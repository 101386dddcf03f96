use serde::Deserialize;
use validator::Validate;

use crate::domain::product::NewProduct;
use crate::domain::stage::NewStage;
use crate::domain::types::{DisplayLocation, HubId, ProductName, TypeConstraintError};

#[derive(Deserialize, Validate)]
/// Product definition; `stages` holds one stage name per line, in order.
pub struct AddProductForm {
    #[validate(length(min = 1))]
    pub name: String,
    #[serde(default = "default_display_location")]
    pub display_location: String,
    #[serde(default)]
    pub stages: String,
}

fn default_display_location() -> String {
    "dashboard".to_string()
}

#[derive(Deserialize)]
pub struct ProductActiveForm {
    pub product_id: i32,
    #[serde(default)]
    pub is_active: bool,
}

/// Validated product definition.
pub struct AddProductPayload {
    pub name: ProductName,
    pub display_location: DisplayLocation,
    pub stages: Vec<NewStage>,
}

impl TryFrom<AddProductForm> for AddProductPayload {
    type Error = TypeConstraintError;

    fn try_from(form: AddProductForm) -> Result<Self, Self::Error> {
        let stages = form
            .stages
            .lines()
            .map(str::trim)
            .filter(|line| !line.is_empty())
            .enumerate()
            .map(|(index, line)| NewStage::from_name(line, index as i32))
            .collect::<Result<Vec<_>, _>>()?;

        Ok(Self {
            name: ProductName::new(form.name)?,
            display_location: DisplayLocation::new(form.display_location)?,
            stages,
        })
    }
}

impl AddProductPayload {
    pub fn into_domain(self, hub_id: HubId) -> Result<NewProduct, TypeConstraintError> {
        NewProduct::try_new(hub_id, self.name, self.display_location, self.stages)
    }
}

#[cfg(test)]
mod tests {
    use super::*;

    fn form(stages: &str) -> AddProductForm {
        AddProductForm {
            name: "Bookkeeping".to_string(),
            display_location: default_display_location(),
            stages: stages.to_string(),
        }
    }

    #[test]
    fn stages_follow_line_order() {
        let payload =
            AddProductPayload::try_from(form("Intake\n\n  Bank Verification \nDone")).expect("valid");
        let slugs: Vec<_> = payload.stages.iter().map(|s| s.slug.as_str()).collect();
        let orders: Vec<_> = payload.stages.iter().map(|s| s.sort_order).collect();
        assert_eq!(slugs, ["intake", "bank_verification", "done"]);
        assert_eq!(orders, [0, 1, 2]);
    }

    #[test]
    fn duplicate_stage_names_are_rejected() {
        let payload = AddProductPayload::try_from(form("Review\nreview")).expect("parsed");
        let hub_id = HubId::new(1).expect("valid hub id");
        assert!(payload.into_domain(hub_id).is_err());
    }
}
◆ ◆ ◆
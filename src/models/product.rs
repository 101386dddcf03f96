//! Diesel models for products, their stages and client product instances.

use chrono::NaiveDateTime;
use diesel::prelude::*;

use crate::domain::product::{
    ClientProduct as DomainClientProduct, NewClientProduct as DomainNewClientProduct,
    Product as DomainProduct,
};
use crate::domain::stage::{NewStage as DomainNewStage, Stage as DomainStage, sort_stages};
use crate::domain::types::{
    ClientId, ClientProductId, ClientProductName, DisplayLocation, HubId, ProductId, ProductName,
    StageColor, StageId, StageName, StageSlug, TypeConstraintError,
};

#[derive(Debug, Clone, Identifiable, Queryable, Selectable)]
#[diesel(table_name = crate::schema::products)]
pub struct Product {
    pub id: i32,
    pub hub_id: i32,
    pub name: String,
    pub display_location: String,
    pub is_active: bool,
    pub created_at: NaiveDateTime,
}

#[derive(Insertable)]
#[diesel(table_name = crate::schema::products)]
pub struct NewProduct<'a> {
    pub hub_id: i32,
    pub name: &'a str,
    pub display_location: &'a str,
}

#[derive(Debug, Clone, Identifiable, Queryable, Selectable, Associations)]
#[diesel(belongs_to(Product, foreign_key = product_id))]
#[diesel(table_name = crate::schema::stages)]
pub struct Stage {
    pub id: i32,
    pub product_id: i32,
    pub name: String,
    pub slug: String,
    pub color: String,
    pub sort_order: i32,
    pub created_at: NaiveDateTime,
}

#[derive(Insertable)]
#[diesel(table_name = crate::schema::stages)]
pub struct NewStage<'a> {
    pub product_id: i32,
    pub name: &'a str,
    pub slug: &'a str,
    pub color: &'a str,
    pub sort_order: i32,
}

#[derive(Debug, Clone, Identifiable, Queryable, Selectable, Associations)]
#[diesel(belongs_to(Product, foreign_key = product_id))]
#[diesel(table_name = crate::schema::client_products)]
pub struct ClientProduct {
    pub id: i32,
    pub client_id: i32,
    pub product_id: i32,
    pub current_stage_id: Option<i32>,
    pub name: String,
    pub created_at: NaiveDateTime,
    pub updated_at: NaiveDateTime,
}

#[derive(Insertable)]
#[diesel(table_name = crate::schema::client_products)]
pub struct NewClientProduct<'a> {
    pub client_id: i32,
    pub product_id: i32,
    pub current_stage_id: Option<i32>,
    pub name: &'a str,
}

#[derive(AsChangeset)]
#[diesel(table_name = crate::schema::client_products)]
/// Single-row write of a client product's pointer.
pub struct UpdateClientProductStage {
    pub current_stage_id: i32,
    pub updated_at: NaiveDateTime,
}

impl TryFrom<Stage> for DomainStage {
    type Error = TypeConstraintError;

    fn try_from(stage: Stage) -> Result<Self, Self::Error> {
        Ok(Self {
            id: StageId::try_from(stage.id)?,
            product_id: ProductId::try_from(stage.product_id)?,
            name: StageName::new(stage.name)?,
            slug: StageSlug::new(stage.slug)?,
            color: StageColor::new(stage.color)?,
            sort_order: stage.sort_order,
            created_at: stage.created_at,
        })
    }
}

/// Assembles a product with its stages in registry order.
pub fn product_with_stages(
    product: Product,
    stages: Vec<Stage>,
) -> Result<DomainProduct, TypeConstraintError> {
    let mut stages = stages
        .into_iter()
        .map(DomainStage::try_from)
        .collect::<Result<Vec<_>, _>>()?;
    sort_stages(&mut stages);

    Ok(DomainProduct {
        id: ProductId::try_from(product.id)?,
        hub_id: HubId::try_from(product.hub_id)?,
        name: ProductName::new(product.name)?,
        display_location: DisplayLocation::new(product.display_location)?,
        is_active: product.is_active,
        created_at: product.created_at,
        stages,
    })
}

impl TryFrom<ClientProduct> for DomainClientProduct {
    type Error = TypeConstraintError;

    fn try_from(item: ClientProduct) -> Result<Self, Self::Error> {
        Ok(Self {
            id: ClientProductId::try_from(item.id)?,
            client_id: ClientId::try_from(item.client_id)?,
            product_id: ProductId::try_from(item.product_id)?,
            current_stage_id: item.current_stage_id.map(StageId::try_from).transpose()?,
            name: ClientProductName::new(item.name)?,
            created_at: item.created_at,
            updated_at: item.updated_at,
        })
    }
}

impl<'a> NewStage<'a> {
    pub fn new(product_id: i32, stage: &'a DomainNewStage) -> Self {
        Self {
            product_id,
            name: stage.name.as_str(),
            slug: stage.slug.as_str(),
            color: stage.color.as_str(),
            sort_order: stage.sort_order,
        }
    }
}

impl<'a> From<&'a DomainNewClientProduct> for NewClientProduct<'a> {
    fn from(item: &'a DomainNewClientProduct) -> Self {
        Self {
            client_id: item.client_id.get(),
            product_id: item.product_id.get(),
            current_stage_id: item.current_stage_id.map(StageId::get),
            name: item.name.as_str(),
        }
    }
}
◆ ◆ ◆
Look through the records and gather each line with the word "AddProductForm".

pub struct AddProductForm {
impl TryFrom<AddProductForm> for AddProductPayload {
    fn try_from(form: AddProductForm) -> Result<Self, Self::Error> {
    fn form(stages: &str) -> AddProductForm {
        AddProductForm {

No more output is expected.